Détectés pour la première fois dans les années 1990 par des satellites espions américains chargés de surveiller d’éventuels essais nucléaires illicites, les sursauts gamma comptent parmi les phénomènes les plus énergétiques et les plus lumineux de l’Univers. Ce n’est qu’à la fin de cette décennie que les astronomes ont compris qu’ils pouvaient provenir soit de l’effondrement d’étoiles massives dites « collapsars », soit de la fusion d’étoiles à neutrons.

Lorsqu’une étoile massive épuise son combustible, son noyau s’effondre pour devenir un trou noir et une partie de la matière formant sa couche externe est entraînée dans un disque d’accrétion.

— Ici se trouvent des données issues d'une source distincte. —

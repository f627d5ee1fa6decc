//! Poly-127: the Carter-Wegman layer-2 polynomial over 2^127 - 1.

use super::{add128, mul_wide, M63};

/// One polynomial step: `a' = a*k + m  mod 2^127 - 1`.
///
/// State and operands are (high, low) pairs of 64-bit words. Preconditions:
/// `a_hi < 2^63` (normalized 127-bit state), `k` carries the 29-bit-lane
/// mask, `m_hi < 2^62`. The result is kept below 2^127 by folding the high
/// product bits through `2^127 = 1`, re-establishing `a_hi < 2^63`; full
/// reduction below the prime is deferred to the l3 layer.
pub(crate) fn poly_step(a: (u64, u64), k: (u64, u64), m: (u64, u64)) -> (u64, u64) {
    let (ah, al) = a;
    let (kh, kl) = k;
    let (mh, ml) = m;

    // Schoolbook 127x125 product from four 64x64 multiplies. With the key
    // mask in force, kh < 2^61, so 2*kh cannot overflow.
    let (t3h, t3l) = mul_wide(al, kh);
    let (t2h, t2l) = mul_wide(ah, kl);
    let (t1h, t1l) = mul_wide(ah, 2 * kh);
    let (mut rh, mut rl) = mul_wide(al, kl);

    // rl:rh accumulates bd + 2*ac; sh:sl holds ad + bc.
    (rh, rl) = add128(rh, rl, t1h, t1l);
    let (mut sh, sl) = add128(t2h, t2l, t3h, t3l);

    // Align the cross terms: sl joins the high accumulator word.
    let (low, carry) = rh.overflowing_add(sl);
    sh = sh.wrapping_add(u64::from(carry));

    // Fold everything above bit 126 back through 2^127 = 1.
    let folded = sh.wrapping_mul(2).wrapping_add(low >> 63);
    let rh = low & M63;

    let (rh, rl) = add128(rh, rl, mh, ml);
    add128(rh, rl, 0, folded)
}
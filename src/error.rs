//! UVMAC error types

use thiserror::Error;

/// Errors surfaced by key scheduling and tag generation.
///
/// Every variant is a caller precondition violation; the library recovers
/// nothing locally and leaves the context untouched on failure.
#[derive(Error, Debug, Clone, Copy, PartialEq, Eq)]
pub enum Error {
    /// User key exhausted while filling the hash key tables
    #[error("hash key exhausted after {consumed} words ({needed} words required, plus any l3 rejections)")]
    InsufficientKeyMaterial {
        /// Whole 64-bit words available in the provided key
        consumed: usize,
        /// Minimum words the schedule draws without rejections
        needed: usize,
    },

    /// Pad-key cursor would run past the declared stream length
    #[error("pad key exhausted: need {needed} words at position {position} of {length}")]
    PadKeyExhausted {
        /// Current cursor position in 64-bit words
        position: u64,
        /// Declared stream length in 64-bit words
        length: u64,
        /// Words the operation would consume
        needed: u64,
    },

    /// `update` called with a length that is zero or not a multiple of the block size
    #[error("update length {length} is not a positive multiple of {block} bytes")]
    InvalidUpdateLength {
        /// Offending message length in bytes
        length: usize,
        /// Required block granularity in bytes
        block: usize,
    },

    /// Build parameters outside the documented ranges
    #[error("invalid build configuration: {reason}")]
    InvalidConfiguration {
        /// Which documented range was violated
        reason: &'static str,
    },
}

/// Result type alias
pub type Result<T> = std::result::Result<T, Error>;
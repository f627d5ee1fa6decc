//! NH: the word-parallel layer-1 block hash.

use super::{add128, load_msg64, mul_wide};

/// Hash one message block against a key window.
///
/// The block is interpreted as pairs of 64-bit message words m\[i\], m\[i+1\];
/// the partial sum is
///
/// ```text
/// S = sum over even i of (m[i] + k[i]) * (m[i+1] + k[i+1])   mod 2^128
/// ```
///
/// with the inner additions taken mod 2^64. The block length must be a
/// positive multiple of 16 bytes and at most `NH_BLOCK_BYTES`; the caller
/// zero-pads any message tail to the 16-byte boundary first.
///
/// For 128-bit tags the second tag half hashes the same message words
/// against this same table shifted by two words, so `key` may be longer
/// than the block requires.
pub(crate) fn nh(block: &[u8], key: &[u64]) -> (u64, u64) {
    debug_assert!(!block.is_empty() && block.len() % 16 == 0);
    debug_assert!(key.len() >= block.len() / 8);

    let mut hi = 0u64;
    let mut lo = 0u64;
    for (pair, keys) in block.chunks_exact(16).zip(key.chunks_exact(2)) {
        let m0 = load_msg64(&pair[..8]);
        let m1 = load_msg64(&pair[8..]);
        let (th, tl) = mul_wide(m0.wrapping_add(keys[0]), m1.wrapping_add(keys[1]));
        (hi, lo) = add128(hi, lo, th, tl);
    }
    (hi, lo)
}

Des champs magnétiques tourbillonnants canalisent cette matière pour générer de puissants jets de plasma éjectés depuis les pôles du trou noir. Se déplaçant à une vitesse proche de celle de la lumière, ces jets produisent de brefs faisceaux de rayons gamma très énergétiques.

Les sursauts gamma issus de la fusion d’étoiles à neutrons se produisent, quant à eux, lorsque les deux astres d’un système binaire perdent de l’énergie sous forme d’ondes gravitationnelles avant d’entrer en collision. Cette rencontre expulse une matière dense et chaude, engendrant une explosion dite « kilonova » et produisant à son tour de puissants jets de rayons gamma. D’autres phénomènes exotiques et hypothétiques, tels que les magnétars — un type d’étoile à neutrons fortement magnétisée —, ont également été évoqués.

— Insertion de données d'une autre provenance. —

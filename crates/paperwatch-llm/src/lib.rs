//! paperwatch-llm — LLM-backed relevance scoring and semantic matching.
//!
//! Backends (one capability interface regardless of host):
//!   OpenAiBackend           — OpenAI API
//!   OpenAiCompatibleBackend — any OpenAI-compatible endpoint (vLLM, LMStudio, …)
//!   OllamaBackend           — local Ollama
//!
//! The [`scorer::RelevanceScorer`] wraps a backend with caching,
//! single-flight collapsing, bounded retry and a concurrency budget; the
//! [`semantic::SemanticMatcher`] adds embedding similarity.

pub mod backend;
pub mod scorer;
pub mod semantic;

pub use backend::{build_backend, LlmBackend, LlmError, LlmRequest, LlmResponse, Message};
pub use scorer::{RelevanceScorer, ScoreCache, ScoreOutcome, ScoreResult};
pub use semantic::SemanticMatcher;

Cependant, la plupart des sursauts gamma détectés jusqu’ici ne durent que quelques secondes ou quelques minutes et sont associés à la fusion d’étoiles à neutrons. Ceux de plus longue durée, liés aux collapsars, sont plus rares. Détecté le 2 juillet de cette année, le sursaut gamma GRB 250702B ne correspond cependant à aucun des cas connus.

« Cela ne ressemble tout simplement pas, d’un point de vue observationnel, aux autres phénomènes de cette catégorie que nous avons observés », explique l’astrophysicien Daniel Perley, de l’Université John Moores de Liverpool, à la revue Science. Dans un article publié sur la plateforme de prépublication arXiv, un groupe international de chercheurs avance une hypothèse originale pour expliquer les propriétés inhabituelles de GRB 250702B : un trou noir plongeant au cœur d’une étoile.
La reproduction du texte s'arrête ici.